Annual Lectureship
The MSTP hosts an annual lectureship by a distinguished medical scientist who has successfully integrated basic science with medicine. The trainees identify, invite, and host this medical scientist. In addition to the keynote address that is delivered to the institution at large, the trainees dine and personally interact with the guest at the University Club in Milwaukee. This unique opportunity for the trainees provides them with insight and guidance for careers in academic medicine from some of the most influential medical scientists of the times.
Previous physician-scientists include:
George Kunos, MD, PhD, our most recent speaker. Dr. Kunos is the Scientific Director at the National Institute on Alcohol Abuse and Alcoholism at the National Instutues of Health. Dr. Kunos has conducted pioneering studies on a paracrine mechanism where endocannabinoids generated in macrophages and platelets act on vascular cannabinoid receptors to elicit vasodiation. In his seminar entitled "Endocannabinoids and Energy Homeostasis" Dr. Kunos described an integrative approach to defining mechanisms that regulate vascular tone and factors that activate this pathway. Following his seminar, students had additional interaction with Dr. Kunos during the MSTP poster session and evening dinner. Dr. Kunos has been the recipient of numerous awards and has recently been elected a fellow of the High Blood Pressure Research Council of the American Heart Association and is a foreign member of the Hungarian Academy of Sciences.

J. Michael Bishop, who along with Harold Varmus (head of NIH), received the Nobel Prize in Physiology and Medicine. Drs. Bishop and Varmus's research uncovered that normal cells contain genes that are capable of becoming oncogenes. Seeking the evolutionary origins of the oncogene src carried by Rous Sarcoma Virus, they discovered that the gene had been derived from normal cells by a form of genetic recombination. The discovery of the cellular src gene sparked a spectacularly successful assault on the genetic origins of cancer that continues to this day.

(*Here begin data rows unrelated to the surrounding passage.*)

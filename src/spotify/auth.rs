use std::{sync::Arc, time::Duration};

use reqwest::{Client, Url};
use tokio::sync::Mutex;

use crate::{
    Res,
    config::Config,
    error::Error,
    info,
    management::CredentialStore,
    server::{CallbackSlot, start_api_server},
    types::{
        AuthorizationRequest, CallbackParams, PendingAuthorization, Session, SessionState,
        TokenResponse,
    },
    utils, warning,
};

/// How long `login` waits for the user to finish in the browser.
pub const CALLBACK_TIMEOUT: Duration = Duration::from_secs(120);

/// Source of the current unix time in seconds.
pub trait Clock: Send + Sync {
    fn now(&self) -> i64;
}

pub struct SystemClock;

impl Clock for SystemClock {
    fn now(&self) -> i64 {
        utils::now_timestamp()
    }
}

/// Owns the access-token lifecycle of one data directory.
///
/// The session is loaded from the [`CredentialStore`] when the manager is
/// opened and written back on every change. Authorization is split in two
/// entry points: [`begin_authorization`](Self::begin_authorization) only
/// stores the PKCE secret and hands out the authorize URL, and
/// [`complete_authorization`](Self::complete_authorization) consumes the
/// redirect parameters.
pub struct SessionManager {
    config: Config,
    store: CredentialStore,
    http: Client,
    clock: Arc<dyn Clock>,
    session: Option<Session>,
}

impl SessionManager {
    pub async fn open(config: Config, store: CredentialStore) -> Res<Self> {
        Self::open_with_clock(config, store, Arc::new(SystemClock)).await
    }

    pub async fn open_with_clock(
        config: Config,
        store: CredentialStore,
        clock: Arc<dyn Clock>,
    ) -> Res<Self> {
        let session = store.load(clock.now()).await?;
        Ok(Self {
            config,
            store,
            http: Client::new(),
            clock,
            session,
        })
    }

    pub fn config(&self) -> &Config {
        &self.config
    }

    pub fn session(&self) -> Option<&Session> {
        self.session.as_ref()
    }

    pub fn has_refresh_token(&self) -> bool {
        self.session.as_ref().is_some_and(Session::has_refresh_token)
    }

    pub async fn state(&self) -> Res<SessionState> {
        let state = match &self.session {
            Some(session) if session.is_usable_at(self.clock.now()) => SessionState::Authorized,
            Some(_) => SessionState::Expired,
            None => {
                if self.store.has_pending().await? {
                    SessionState::PendingAuthorization
                } else {
                    SessionState::NoSession
                }
            }
        };
        Ok(state)
    }

    /// Returns a usable access token.
    ///
    /// A token still valid for more than the safety margin is returned as is,
    /// without touching the network. An expired token is refreshed when a
    /// refresh token exists. If there is nothing to refresh, or the refresh
    /// fails, the session is dropped and [`Error::Unauthenticated`] tells the
    /// caller to start a new authorization.
    pub async fn ensure_token(&mut self) -> Res<String> {
        let now = self.clock.now();
        let Some(session) = &self.session else {
            return Err(Error::Unauthenticated);
        };

        if session.is_usable_at(now) {
            return Ok(session.access_token.clone());
        }

        if !session.has_refresh_token() {
            self.clear_session().await?;
            return Err(Error::Unauthenticated);
        }

        match self.refresh().await {
            Ok(token) => Ok(token),
            Err(Error::TokenRefreshFailed(reason)) => {
                warning!("Session expired and could not be renewed: {}", reason);
                Err(Error::Unauthenticated)
            }
            Err(e) => Err(e),
        }
    }

    /// Stores a fresh PKCE verifier and state and returns the URL of the
    /// authorization page. The caller is expected to send the user there; no
    /// token is produced by this call.
    pub async fn begin_authorization(&mut self) -> Res<AuthorizationRequest> {
        let code_verifier = utils::generate_code_verifier(utils::CODE_VERIFIER_LENGTH);
        let code_challenge = utils::generate_code_challenge(&code_verifier);
        let state = utils::generate_state(utils::STATE_LENGTH);

        self.store
            .save_pending(&PendingAuthorization {
                code_verifier,
                state: state.clone(),
            })
            .await?;

        let url = build_authorize_url(&self.config, &code_challenge, &state)?;
        Ok(AuthorizationRequest { url, state })
    }

    /// Finishes the handshake with the parameters of the authorization
    /// redirect.
    ///
    /// The pending verifier is consumed whatever the outcome. A provider
    /// error, a missing pending authorization or a `state` that differs from
    /// the stored one are rejected with [`Error::AuthorizationDenied`] before
    /// any exchange is attempted.
    pub async fn complete_authorization(&mut self, params: &CallbackParams) -> Res<String> {
        let pending = self.store.take_pending().await?;

        if let Some(error) = &params.error {
            return Err(Error::AuthorizationDenied(format!(
                "provider returned `{error}`"
            )));
        }

        let Some(pending) = pending else {
            return Err(Error::AuthorizationDenied(
                "no authorization in progress".to_string(),
            ));
        };

        if params.state.as_deref() != Some(pending.state.as_str()) {
            return Err(Error::AuthorizationDenied("state mismatch".to_string()));
        }

        let Some(code) = params.code.as_deref().filter(|c| !c.is_empty()) else {
            return Err(Error::AuthorizationDenied(
                "redirect carried no authorization code".to_string(),
            ));
        };

        let response =
            exchange_code_pkce(&self.http, &self.config, code, &pending.code_verifier).await?;
        self.replace_session(response, None).await
    }

    /// Drops a pending authorization that will never complete.
    pub async fn abandon_authorization(&mut self) -> Res<()> {
        self.store.clear_pending().await
    }

    /// Exchanges the refresh token for a new access token.
    ///
    /// On failure the whole session is cleared.
    pub async fn refresh(&mut self) -> Res<String> {
        let Some(refresh_token) = self
            .session
            .as_ref()
            .filter(|s| s.has_refresh_token())
            .and_then(|s| s.refresh_token.clone())
        else {
            return Err(Error::TokenRefreshFailed(
                "no refresh token available".to_string(),
            ));
        };

        match refresh_token_request(&self.http, &self.config, &refresh_token).await {
            Ok(response) => self.replace_session(response, Some(refresh_token)).await,
            Err(e) => {
                self.clear_session().await?;
                Err(e)
            }
        }
    }

    pub async fn clear_session(&mut self) -> Res<()> {
        self.session = None;
        self.store.clear().await
    }

    async fn replace_session(
        &mut self,
        response: TokenResponse,
        previous_refresh_token: Option<String>,
    ) -> Res<String> {
        let session = Session {
            access_token: response.access_token,
            refresh_token: response
                .refresh_token
                .filter(|t| !t.is_empty())
                .or(previous_refresh_token),
            expires_at: self.clock.now().saturating_add(response.expires_in),
        };

        self.store.save(&session).await?;
        let token = session.access_token.clone();
        self.session = Some(session);
        Ok(token)
    }
}

/// Runs the complete interactive authorization.
///
/// 1. Stores a new PKCE verifier and state
/// 2. Starts the local callback server
/// 3. Opens the authorization page in the default browser
/// 4. Waits for the redirect (at most [`CALLBACK_TIMEOUT`])
/// 5. Exchanges the code and persists the session
///
/// If the browser cannot be opened the URL is printed so the user can open
/// it by hand.
pub async fn login(session: &mut SessionManager) -> Res<()> {
    let request = session.begin_authorization().await?;

    let slot: CallbackSlot = Arc::new(Mutex::new(None));
    let (_, server) = start_api_server(session.config(), Arc::clone(&slot)).await?;

    if webbrowser::open(&request.url).is_err() {
        warning!(
            "Failed to open browser. Please navigate to the following URL manually:\n{}",
            request.url
        );
    } else {
        info!("Waiting for authorization in the browser...");
    }

    let params = wait_for_callback(slot, CALLBACK_TIMEOUT).await;
    server.abort();

    match params {
        Some(params) => {
            session.complete_authorization(&params).await?;
            Ok(())
        }
        None => {
            session.abandon_authorization().await?;
            Err(Error::Unauthenticated)
        }
    }
}

/// Polls the callback slot until the redirect arrived or `max_wait` passed.
pub async fn wait_for_callback(slot: CallbackSlot, max_wait: Duration) -> Option<CallbackParams> {
    let start = tokio::time::Instant::now();

    while start.elapsed() < max_wait {
        if let Some(params) = slot.lock().await.take() {
            return Some(params);
        }
        tokio::time::sleep(Duration::from_millis(250)).await;
    }

    None
}

pub fn build_authorize_url(config: &Config, code_challenge: &str, state: &str) -> Res<String> {
    let url = Url::parse_with_params(
        &config.auth_url,
        &[
            ("response_type", "code"),
            ("client_id", config.client_id.as_str()),
            ("redirect_uri", config.redirect_uri.as_str()),
            ("scope", config.scope.as_str()),
            ("code_challenge_method", "S256"),
            ("code_challenge", code_challenge),
            ("state", state),
        ],
    )
    .map_err(|e| Error::Config(format!("invalid authorization url: {e}")))?;
    Ok(url.into())
}

/// Exchanges an authorization code and its PKCE verifier for tokens.
pub async fn exchange_code_pkce(
    http: &Client,
    config: &Config,
    code: &str,
    verifier: &str,
) -> Res<TokenResponse> {
    request_token(
        http,
        &config.token_url,
        &[
            ("grant_type", "authorization_code"),
            ("client_id", config.client_id.as_str()),
            ("code", code),
            ("code_verifier", verifier),
            ("redirect_uri", config.redirect_uri.as_str()),
        ],
    )
    .await
    .map_err(Error::TokenExchangeFailed)
}

/// Exchanges a refresh token for a new access token. The response may or may
/// not carry a rotated refresh token.
pub async fn refresh_token_request(
    http: &Client,
    config: &Config,
    refresh_token: &str,
) -> Res<TokenResponse> {
    request_token(
        http,
        &config.token_url,
        &[
            ("grant_type", "refresh_token"),
            ("refresh_token", refresh_token),
            ("client_id", config.client_id.as_str()),
        ],
    )
    .await
    .map_err(Error::TokenRefreshFailed)
}

async fn request_token(
    http: &Client,
    token_url: &str,
    form: &[(&str, &str)],
) -> Result<TokenResponse, String> {
    let res = http
        .post(token_url)
        .form(form)
        .send()
        .await
        .map_err(|e| e.to_string())?;

    let status = res.status();
    if !status.is_success() {
        let body = res.text().await.unwrap_or_default();
        return Err(format!("{status}: {body}"));
    }

    let token: TokenResponse = res.json().await.map_err(|e| e.to_string())?;
    if token.access_token.is_empty() {
        return Err("token endpoint returned an empty access token".to_string());
    }
    if token.expires_in <= 0 {
        return Err(format!(
            "token endpoint returned a non-positive lifetime ({})",
            token.expires_in
        ));
    }
    Ok(token)
}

Helen Blau, who is a professor of Molecular Pharmacology at Stanford University School of Medicine, focuses on how and why cells become and remain differentiated during development, and how differentiation can go awry in cancer, using muscle as a model tissue. Dr. Blau's success with myoblast transplantation in mice may one day lead to a powerful therapeutic approach to the treatment of muscle and nonmuscle diseases. Her many honors and awards include: Fellow of the American Association for the Advancement of Science in 1991, and visiting Professorship at the Curie Institute and the Pasteur Institute in 1995. She also serves as a member of a NIH committee overseeing gene therapy clinical trials and the Basic Science Council of the American Heart Association.
Tom Shenk, the Elkins Professor and Chair of the Department of Molecular Biology at Princeton University, focuses on elucidating the mechanisms of viral replication and exploring the molecular basis of viral pathogenesis, using cytomegalovirus and adenovirus as model systems. He is a member of the National Academy of Sciences, and a Howard Hughes Investigator, past president of the American Society for Virology and Editor-in-Chief of the Journal of Virology.
Ken Chien, director of the UCSD Institute of Molecular Medicine and Co-Director of the UCSD Cardiovascular Center, focuses on understanding the molecular basis of multifactorial human diseases, especially cardiac arrhythmias. His pioneering studies have established a subset of genes central to mouse cardiogenesis, which play an important role in the development of heart failure. Dr. Chien's reductionist approach to translational cardiovascular research is also leading to promising new targets for the treatment of heart failure. He also holds an Endowed Chair in Cardiovascular Research sponsored by the American Heart Association and shared the 1996 Pasarow Foundation Medical Research Award with Stanley Pruisner and Alfred Knudson.